» YOUR TASK
Report back every line from the entries below in which the word "within" occurs.

DATA: Begin

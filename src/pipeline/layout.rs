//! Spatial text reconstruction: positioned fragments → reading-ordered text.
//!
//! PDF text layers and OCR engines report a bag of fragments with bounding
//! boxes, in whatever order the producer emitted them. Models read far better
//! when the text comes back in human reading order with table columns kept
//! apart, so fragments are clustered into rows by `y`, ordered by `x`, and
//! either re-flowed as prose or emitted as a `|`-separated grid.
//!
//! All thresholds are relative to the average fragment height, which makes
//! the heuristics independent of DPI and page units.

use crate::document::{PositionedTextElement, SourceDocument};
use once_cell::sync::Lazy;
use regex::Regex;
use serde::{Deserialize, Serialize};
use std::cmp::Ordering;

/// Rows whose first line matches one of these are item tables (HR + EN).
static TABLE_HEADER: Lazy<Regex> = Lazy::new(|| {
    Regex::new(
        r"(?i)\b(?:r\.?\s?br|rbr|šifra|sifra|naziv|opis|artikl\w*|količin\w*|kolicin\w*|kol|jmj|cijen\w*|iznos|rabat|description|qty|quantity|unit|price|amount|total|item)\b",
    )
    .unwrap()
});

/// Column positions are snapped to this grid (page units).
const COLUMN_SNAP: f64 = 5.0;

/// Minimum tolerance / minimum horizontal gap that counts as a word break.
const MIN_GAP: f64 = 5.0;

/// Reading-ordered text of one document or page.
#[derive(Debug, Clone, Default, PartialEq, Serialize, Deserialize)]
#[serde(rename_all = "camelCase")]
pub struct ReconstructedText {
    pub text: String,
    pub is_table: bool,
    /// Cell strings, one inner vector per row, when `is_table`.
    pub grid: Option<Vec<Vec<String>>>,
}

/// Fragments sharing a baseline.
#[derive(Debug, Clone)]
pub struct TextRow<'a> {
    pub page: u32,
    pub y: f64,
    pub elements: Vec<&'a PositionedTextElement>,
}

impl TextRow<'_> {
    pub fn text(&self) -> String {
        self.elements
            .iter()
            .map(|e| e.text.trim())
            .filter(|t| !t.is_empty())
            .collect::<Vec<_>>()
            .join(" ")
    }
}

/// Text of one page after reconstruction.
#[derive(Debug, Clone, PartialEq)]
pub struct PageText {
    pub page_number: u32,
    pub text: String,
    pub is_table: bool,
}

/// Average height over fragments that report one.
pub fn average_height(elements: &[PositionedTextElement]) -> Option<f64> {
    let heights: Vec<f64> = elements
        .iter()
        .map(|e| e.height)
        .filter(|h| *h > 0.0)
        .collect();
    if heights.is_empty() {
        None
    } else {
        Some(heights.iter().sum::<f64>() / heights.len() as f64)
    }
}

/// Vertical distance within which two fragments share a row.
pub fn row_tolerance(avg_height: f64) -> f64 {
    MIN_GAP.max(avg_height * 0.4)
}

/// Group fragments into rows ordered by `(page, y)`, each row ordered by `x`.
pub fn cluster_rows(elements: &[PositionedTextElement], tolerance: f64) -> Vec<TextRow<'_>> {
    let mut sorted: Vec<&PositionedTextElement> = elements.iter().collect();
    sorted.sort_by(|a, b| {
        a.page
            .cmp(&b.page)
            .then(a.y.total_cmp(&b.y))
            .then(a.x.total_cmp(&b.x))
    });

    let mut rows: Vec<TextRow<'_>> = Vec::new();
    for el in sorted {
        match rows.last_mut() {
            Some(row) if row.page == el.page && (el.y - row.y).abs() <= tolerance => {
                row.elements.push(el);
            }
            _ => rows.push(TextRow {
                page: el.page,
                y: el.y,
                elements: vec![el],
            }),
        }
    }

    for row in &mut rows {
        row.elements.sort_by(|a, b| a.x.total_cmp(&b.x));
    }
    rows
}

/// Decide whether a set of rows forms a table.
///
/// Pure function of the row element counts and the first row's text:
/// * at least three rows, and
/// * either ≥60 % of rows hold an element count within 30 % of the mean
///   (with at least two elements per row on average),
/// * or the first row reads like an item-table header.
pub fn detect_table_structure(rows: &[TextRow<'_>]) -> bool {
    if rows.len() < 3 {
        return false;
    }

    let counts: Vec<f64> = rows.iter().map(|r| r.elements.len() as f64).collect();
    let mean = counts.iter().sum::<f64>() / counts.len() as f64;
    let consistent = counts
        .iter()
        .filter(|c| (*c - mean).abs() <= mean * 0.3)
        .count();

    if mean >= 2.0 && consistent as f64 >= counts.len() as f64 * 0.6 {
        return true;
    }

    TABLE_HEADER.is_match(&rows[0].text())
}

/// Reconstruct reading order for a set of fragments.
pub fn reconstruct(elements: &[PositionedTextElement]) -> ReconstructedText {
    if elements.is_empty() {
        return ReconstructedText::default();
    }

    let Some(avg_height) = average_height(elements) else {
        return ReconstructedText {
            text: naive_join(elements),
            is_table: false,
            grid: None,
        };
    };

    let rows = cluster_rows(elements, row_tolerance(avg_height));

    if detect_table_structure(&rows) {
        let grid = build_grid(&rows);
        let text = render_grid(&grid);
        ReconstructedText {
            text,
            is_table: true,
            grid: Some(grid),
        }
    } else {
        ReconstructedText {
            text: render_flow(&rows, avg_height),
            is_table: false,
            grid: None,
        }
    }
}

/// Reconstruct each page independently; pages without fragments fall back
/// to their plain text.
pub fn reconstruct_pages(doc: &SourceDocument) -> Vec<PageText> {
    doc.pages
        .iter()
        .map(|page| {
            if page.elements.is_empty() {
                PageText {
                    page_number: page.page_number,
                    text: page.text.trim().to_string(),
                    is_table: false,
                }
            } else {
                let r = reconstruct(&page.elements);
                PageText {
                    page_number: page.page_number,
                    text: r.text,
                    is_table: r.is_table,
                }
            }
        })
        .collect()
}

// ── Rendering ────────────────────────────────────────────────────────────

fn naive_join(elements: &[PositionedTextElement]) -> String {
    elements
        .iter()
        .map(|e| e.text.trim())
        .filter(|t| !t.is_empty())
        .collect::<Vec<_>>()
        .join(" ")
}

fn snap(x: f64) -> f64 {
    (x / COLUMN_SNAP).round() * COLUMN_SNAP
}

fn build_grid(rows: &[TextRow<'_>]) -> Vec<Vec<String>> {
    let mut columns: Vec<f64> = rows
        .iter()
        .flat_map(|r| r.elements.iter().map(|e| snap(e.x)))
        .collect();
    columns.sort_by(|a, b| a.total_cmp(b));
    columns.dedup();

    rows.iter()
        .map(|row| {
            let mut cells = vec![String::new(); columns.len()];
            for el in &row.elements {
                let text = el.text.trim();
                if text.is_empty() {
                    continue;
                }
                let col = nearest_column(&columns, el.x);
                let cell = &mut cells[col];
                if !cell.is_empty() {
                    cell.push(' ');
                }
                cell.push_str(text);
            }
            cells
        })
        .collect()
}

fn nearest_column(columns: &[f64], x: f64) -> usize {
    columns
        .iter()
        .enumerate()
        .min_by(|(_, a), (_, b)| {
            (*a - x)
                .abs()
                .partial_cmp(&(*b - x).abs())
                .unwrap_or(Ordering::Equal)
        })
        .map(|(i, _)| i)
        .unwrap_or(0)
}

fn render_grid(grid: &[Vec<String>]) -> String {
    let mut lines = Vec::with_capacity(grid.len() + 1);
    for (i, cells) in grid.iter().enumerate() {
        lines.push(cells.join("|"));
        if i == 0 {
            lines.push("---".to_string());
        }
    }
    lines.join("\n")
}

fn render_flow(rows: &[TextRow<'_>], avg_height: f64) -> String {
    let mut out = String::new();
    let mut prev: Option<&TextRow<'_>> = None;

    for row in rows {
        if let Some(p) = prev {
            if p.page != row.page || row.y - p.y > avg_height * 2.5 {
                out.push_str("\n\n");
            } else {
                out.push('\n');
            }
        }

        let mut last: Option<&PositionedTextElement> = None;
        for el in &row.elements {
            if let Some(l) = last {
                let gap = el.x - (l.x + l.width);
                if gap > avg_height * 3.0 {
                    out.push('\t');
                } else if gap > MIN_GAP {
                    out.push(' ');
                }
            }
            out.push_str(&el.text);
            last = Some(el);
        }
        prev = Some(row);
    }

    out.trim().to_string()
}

DATA: End
DATA: Begin

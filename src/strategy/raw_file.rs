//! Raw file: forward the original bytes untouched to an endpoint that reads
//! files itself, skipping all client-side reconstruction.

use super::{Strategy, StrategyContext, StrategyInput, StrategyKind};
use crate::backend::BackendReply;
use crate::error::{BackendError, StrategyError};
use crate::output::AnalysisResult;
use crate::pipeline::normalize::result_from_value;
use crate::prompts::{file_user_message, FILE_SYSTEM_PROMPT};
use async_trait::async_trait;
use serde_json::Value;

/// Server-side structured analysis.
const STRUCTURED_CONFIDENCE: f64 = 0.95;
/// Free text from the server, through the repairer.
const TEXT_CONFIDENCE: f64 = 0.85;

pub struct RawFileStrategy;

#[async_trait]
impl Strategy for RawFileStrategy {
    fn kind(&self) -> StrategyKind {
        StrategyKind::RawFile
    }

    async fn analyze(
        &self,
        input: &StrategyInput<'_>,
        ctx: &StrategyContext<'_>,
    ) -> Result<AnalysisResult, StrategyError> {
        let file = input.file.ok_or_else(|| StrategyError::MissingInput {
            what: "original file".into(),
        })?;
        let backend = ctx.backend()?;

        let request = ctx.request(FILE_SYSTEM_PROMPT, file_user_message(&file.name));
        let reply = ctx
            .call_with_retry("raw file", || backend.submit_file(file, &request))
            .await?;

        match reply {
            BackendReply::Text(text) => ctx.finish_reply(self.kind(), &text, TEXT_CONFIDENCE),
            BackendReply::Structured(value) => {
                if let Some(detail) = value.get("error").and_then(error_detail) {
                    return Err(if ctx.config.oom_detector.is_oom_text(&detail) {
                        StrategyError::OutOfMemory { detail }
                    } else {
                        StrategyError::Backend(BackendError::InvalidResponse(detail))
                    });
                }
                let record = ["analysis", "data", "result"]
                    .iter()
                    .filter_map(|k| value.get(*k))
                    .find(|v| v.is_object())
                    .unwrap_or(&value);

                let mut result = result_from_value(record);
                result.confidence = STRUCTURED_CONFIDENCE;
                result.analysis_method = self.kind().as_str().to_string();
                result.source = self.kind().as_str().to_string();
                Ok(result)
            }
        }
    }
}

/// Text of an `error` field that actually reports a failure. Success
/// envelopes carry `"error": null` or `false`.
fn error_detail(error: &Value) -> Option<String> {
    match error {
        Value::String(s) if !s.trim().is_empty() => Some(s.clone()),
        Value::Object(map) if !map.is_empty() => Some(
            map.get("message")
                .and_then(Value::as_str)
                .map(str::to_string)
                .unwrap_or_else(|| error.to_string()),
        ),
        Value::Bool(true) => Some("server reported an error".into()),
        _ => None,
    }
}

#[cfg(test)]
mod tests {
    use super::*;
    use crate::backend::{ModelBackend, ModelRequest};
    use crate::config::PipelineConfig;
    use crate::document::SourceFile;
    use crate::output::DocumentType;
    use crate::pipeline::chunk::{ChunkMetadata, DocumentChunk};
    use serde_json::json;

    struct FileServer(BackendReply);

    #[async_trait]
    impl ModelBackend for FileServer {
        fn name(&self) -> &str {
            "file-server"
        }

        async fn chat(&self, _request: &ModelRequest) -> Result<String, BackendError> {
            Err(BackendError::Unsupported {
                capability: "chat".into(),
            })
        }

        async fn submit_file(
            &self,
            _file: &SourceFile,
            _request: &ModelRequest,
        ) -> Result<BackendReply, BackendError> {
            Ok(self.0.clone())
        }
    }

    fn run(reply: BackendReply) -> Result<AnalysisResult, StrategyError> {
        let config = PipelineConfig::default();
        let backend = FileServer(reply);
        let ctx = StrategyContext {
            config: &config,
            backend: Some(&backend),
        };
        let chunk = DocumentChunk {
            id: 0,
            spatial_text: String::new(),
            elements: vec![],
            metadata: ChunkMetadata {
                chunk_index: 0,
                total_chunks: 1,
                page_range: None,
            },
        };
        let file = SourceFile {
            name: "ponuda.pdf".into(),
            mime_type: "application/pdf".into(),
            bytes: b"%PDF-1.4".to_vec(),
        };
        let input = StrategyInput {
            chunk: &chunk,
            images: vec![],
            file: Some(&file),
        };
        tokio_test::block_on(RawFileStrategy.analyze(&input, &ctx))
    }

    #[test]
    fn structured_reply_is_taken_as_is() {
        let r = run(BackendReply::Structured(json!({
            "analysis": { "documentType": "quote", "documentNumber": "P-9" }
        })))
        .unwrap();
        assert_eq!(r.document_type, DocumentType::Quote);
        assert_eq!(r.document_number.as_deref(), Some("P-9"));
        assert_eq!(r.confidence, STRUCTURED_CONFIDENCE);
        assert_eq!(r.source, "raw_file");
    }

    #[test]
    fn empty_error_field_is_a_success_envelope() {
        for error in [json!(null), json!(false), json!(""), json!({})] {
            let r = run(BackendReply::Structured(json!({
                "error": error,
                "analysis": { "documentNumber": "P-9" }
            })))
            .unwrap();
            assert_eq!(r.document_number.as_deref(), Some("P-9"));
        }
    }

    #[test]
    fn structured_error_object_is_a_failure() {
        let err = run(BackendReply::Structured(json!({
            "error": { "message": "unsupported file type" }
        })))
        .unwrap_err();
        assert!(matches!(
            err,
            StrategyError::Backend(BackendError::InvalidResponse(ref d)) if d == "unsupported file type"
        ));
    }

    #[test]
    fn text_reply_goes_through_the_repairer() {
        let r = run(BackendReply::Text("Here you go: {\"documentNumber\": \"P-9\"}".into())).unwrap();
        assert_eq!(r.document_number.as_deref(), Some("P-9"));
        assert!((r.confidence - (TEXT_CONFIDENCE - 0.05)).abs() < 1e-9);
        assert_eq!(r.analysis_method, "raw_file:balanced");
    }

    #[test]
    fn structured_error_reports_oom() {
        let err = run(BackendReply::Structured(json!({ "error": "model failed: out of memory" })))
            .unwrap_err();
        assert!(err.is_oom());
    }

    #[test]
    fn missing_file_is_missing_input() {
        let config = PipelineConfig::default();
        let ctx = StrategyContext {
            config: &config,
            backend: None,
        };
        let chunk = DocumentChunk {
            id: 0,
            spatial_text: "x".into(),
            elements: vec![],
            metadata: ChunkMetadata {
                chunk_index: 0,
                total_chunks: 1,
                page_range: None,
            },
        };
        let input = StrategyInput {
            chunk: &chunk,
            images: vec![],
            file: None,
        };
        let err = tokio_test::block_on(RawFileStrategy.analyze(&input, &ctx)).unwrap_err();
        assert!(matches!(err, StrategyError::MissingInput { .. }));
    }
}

DATA: End
DATA: Begin

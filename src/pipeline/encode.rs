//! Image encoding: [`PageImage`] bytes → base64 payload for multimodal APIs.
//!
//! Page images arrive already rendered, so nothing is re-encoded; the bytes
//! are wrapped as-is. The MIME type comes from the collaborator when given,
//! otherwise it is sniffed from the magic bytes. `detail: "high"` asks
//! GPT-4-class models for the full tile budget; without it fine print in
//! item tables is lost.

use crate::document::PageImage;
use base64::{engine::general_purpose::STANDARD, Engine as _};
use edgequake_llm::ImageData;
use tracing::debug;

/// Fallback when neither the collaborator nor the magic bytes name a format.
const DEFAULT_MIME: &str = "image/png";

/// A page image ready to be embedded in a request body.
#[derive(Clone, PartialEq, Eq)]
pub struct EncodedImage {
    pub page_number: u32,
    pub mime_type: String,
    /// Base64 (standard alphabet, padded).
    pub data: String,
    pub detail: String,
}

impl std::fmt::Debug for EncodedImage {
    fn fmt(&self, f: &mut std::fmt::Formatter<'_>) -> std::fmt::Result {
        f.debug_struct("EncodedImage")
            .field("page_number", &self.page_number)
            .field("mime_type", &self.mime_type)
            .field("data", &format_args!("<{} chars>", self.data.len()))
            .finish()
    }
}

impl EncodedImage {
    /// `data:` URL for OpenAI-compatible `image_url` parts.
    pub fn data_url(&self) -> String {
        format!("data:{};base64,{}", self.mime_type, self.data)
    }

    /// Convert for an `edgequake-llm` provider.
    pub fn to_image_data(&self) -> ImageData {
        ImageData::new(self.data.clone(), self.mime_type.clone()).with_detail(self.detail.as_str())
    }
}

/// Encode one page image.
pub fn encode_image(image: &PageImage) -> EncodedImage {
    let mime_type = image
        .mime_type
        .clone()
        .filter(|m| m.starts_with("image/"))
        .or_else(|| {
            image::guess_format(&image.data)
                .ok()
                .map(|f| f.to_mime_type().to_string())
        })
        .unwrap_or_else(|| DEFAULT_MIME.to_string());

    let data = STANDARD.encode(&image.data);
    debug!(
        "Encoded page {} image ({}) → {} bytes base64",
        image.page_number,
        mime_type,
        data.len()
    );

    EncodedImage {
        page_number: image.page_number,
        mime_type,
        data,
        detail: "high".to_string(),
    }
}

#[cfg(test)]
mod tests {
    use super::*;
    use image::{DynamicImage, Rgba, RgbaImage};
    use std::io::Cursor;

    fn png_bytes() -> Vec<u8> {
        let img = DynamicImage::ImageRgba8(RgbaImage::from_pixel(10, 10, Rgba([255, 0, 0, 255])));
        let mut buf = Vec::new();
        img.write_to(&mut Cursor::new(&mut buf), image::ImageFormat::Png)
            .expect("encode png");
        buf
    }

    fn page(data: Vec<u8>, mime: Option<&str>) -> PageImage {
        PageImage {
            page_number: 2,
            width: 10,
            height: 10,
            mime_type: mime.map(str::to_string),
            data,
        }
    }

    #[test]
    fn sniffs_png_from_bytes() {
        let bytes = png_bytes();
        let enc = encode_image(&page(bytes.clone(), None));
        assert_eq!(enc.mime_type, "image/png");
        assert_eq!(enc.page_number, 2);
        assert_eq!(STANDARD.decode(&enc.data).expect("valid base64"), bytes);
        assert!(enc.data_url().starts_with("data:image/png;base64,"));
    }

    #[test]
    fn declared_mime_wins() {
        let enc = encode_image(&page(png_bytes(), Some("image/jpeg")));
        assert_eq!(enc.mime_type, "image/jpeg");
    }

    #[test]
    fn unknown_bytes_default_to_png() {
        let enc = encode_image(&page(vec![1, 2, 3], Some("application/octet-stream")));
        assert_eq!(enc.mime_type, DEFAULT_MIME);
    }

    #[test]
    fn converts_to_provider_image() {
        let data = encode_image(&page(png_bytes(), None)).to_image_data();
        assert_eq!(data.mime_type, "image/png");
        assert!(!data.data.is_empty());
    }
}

DATA: End

» RESULT
/// Vertical distance within which two fragments share a row.
/// * either ≥60 % of rows hold an element count within 30 % of the mean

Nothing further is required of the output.